1994 Volume 85 Issue 6 Pages 996-1001
We report 4 patients, 1 female and 3 males aged 26-74 years, who underwent surgical treatment for renal malignant tumors with supradiaphragmatic extension into the vena cava. All of their tumor thrombi extended to the right atrium as confirmed by magnetic resonance imaging. The distinctive symptom was liver dysfunction caused by disturbance of the hepatic vein drainage in two patients. However, there was no common symptom in these 4 patients. Preoperative metastasis was found only in the female, whose metastatis was solitary in the lung and seemed to be able to be removed easily after radical nephrectomy.
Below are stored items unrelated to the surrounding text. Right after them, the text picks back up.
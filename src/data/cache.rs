//! Loaded-Data Cache
//! Holds the prepared datasets with a time-based expiry so repeated
//! pipeline runs skip re-reading the source within the window.

use std::sync::Arc;
use std::time::{Duration, Instant};

use thiserror::Error;

use super::loader::{DataLoader, LoaderError};
use super::processor::{DataProcessor, PreparedData, ProcessorError};

#[derive(Error, Debug)]
pub enum CacheError {
    #[error(transparent)]
    Loader(#[from] LoaderError),
    #[error(transparent)]
    Processor(#[from] ProcessorError),
}

struct CacheEntry {
    data: Arc<PreparedData>,
    loaded_at: Instant,
}

/// Caches the loaded and prepared datasets with a time-based expiry.
pub struct DataCache {
    loader: DataLoader,
    ttl: Duration,
    entry: Option<CacheEntry>,
}

impl DataCache {
    pub fn new(loader: DataLoader, ttl: Duration) -> Self {
        Self {
            loader,
            ttl,
            entry: None,
        }
    }

    /// Return the cached datasets, reloading when the entry has expired
    /// or none exists yet.
    pub fn get(&mut self) -> Result<Arc<PreparedData>, CacheError> {
        if let Some(entry) = &self.entry {
            if entry.loaded_at.elapsed() < self.ttl {
                log::debug!("Data cache hit");
                return Ok(entry.data.clone());
            }
            log::debug!("Data cache expired, reloading");
        }
        self.reload()
    }

    /// Drop the cached entry; the next read reloads.
    pub fn invalidate(&mut self) {
        self.entry = None;
    }

    /// Swap the loader (e.g. after the data directory changed) and drop
    /// the cached entry.
    pub fn set_loader(&mut self, loader: DataLoader) {
        self.loader = loader;
        self.entry = None;
    }

    fn reload(&mut self) -> Result<Arc<PreparedData>, CacheError> {
        let raw = self.loader.load()?;
        let data = Arc::new(DataProcessor::prepare(raw)?);
        log::info!(
            "Prepared {} rentals against {} vehicles",
            data.rentals.height(),
            data.vehicles.height()
        );
        self.entry = Some(CacheEntry {
            data: data.clone(),
            loaded_at: Instant::now(),
        });
        Ok(data)
    }
}

#[cfg(test)]
mod tests {
    use super::*;
    use crate::data::loader::DataOrigin;
    use std::path::PathBuf;

    fn sample_cache(ttl: Duration) -> DataCache {
        // nonexistent paths force the sample fallback
        let loader = DataLoader::from_paths(
            PathBuf::from("/nonexistent/vehicles.csv"),
            PathBuf::from("/nonexistent/rentals.csv"),
        );
        DataCache::new(loader, ttl)
    }

    #[test]
    fn second_read_within_ttl_returns_same_data() {
        let mut cache = sample_cache(Duration::from_secs(300));
        let first = cache.get().unwrap();
        let second = cache.get().unwrap();
        assert!(Arc::ptr_eq(&first, &second));
        assert_eq!(first.origin, DataOrigin::Sample);
    }

    #[test]
    fn expired_entry_triggers_reload() {
        let mut cache = sample_cache(Duration::ZERO);
        let first = cache.get().unwrap();
        let second = cache.get().unwrap();
        assert!(!Arc::ptr_eq(&first, &second));
    }

    #[test]
    fn invalidate_forces_reload() {
        let mut cache = sample_cache(Duration::from_secs(300));
        let first = cache.get().unwrap();
        cache.invalidate();
        let second = cache.get().unwrap();
        assert!(!Arc::ptr_eq(&first, &second));
    }
}
//! FleetLens Main Application
//! Main window wiring the filter panel to the data pipeline.

use std::sync::Arc;

use egui::{Color32, RichText, SidePanel};

use crate::config::AppConfig;
use crate::data::processor::{date_bounds, DataProcessor, PreparedData};
use crate::data::{DataCache, DataLoader, DataOrigin};
use crate::gui::{ControlPanel, ControlPanelAction, DashboardView};
use crate::run_pipeline;
use crate::stats::DashboardSummary;

/// Main application window.
pub struct FleetLensApp {
    config: AppConfig,
    cache: DataCache,
    control_panel: ControlPanel,
    dashboard: DashboardView,

    data: Option<Arc<PreparedData>>,
    summary: Option<DashboardSummary>,
    error: Option<String>,
}

impl FleetLensApp {
    pub fn new(_cc: &eframe::CreationContext<'_>) -> Self {
        let config = AppConfig::load();
        let cache = DataCache::new(DataLoader::new(&config), config.cache_ttl());

        let mut app = Self {
            control_panel: ControlPanel::new(),
            dashboard: DashboardView::new(),
            cache,
            config,
            data: None,
            summary: None,
            error: None,
        };
        app.control_panel.data_dir_label = app.config.data_dir.display().to_string();
        app.refresh();
        app
    }

    /// Fetch the (cached) prepared datasets and re-run the pipeline with
    /// the current criteria. One synchronous pass per interaction.
    fn refresh(&mut self) {
        match self.cache.get() {
            Ok(data) => {
                self.control_panel.update_vocabularies(
                    DataProcessor::unique_values(&data.vehicles, "category"),
                    DataProcessor::unique_values(&data.vehicles, "status"),
                    DataProcessor::unique_values(&data.vehicles, "brand"),
                );
                if let Some((min, max)) = date_bounds(&data.rentals, "start_date") {
                    self.control_panel.update_date_bounds(min, max);
                }
                self.data = Some(data);
                self.error = None;
                self.run_current_criteria();
            }
            Err(e) => {
                log::error!("Data load failed: {}", e);
                self.error = Some(e.to_string());
                self.control_panel.set_status("Load failed");
            }
        }
    }

    fn run_current_criteria(&mut self) {
        let Some(data) = &self.data else {
            return;
        };
        match run_pipeline(data, &self.control_panel.criteria()) {
            Ok(summary) => {
                self.control_panel.set_status(&format!(
                    "{} rentals in view",
                    summary.kpis.total_rentals
                ));
                self.summary = Some(summary);
                self.error = None;
            }
            Err(e) => {
                log::error!("Pipeline run failed: {}", e);
                self.error = Some(e.to_string());
            }
        }
    }

    /// Pick a new data directory and reload from it.
    fn handle_browse_data_dir(&mut self) {
        if let Some(dir) = rfd::FileDialog::new().pick_folder() {
            self.config.data_dir = dir;
            self.control_panel.data_dir_label = self.config.data_dir.display().to_string();
            self.cache.set_loader(DataLoader::new(&self.config));
            self.refresh();
        }
    }
}

impl eframe::App for FleetLensApp {
    fn update(&mut self, ctx: &egui::Context, _frame: &mut eframe::Frame) {
        // Left panel - filters and data source
        SidePanel::left("control_panel")
            .min_width(250.0)
            .max_width(300.0)
            .show(ctx, |ui| {
                egui::ScrollArea::vertical().show(ui, |ui| {
                    let action = self.control_panel.show(ui);

                    match action {
                        ControlPanelAction::FiltersChanged => self.refresh(),
                        ControlPanelAction::BrowseDataDir => self.handle_browse_data_dir(),
                        ControlPanelAction::Reload => {
                            self.cache.invalidate();
                            self.refresh();
                        }
                        ControlPanelAction::None => {}
                    }
                });
            });

        // Central panel - dashboard
        egui::CentralPanel::default().show(ctx, |ui| {
            if let Some(data) = &self.data {
                if data.origin == DataOrigin::Sample {
                    ui.label(
                        RichText::new(
                            "⚠ Data files not found. Showing generated sample data.",
                        )
                        .color(Color32::from_rgb(243, 156, 18)),
                    );
                    ui.add_space(6.0);
                }
            }
            if let Some(error) = &self.error {
                ui.label(
                    RichText::new(format!("Error: {}", error)).color(Color32::LIGHT_RED),
                );
                return;
            }
            match &self.summary {
                Some(summary) => self.dashboard.show(ui, summary),
                None => {
                    ui.centered_and_justified(|ui| {
                        ui.label("Loading data…");
                    });
                }
            }
        });
    }
}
All of these 4 patients had radical nephrectomy and removal of the tumor thrombi with the use of cardiopulmonary bypass and temporary exsanguination. In 3 of these patients, the liver was mobilized to expose the retrohepatic vena cava by incision of the falciform, triangular and coronary ligaments. Two patients with vena caval wall invasion had vena cavectomy and an artificial vascular graft was then sutured to replace the caval wall in one of them. Preoperative liver dysfunction was gradually improved after operation and completely recovered about 1 week later. A postoperative complication, wound infection, occurred in only one patient. Pathological examination revealed renal cell carcinoma in 3 patients and nephroblastoma in the remaining one. In renal cell carcinoma, both patients without distant metastasis were alive about 15 months postoperatively. However, the one with lung metastasis died with newly appeared multiple metastases 9 months postoperatively. Although we expected a complete cure of adult nephroblastoma, he unfortunately died of systemic CMV infection due to severe myelosuppression after ajuvant chemotherapy and radiotherapy in the first 3 postoperative months. No evidence of nephroblastoma was found at autopsy.
We believe that an extend operation for renal cell cancer with supradiaphragmatic involvement of the vana cava is warranted and provides reasonable long-term survival in properly selected patients.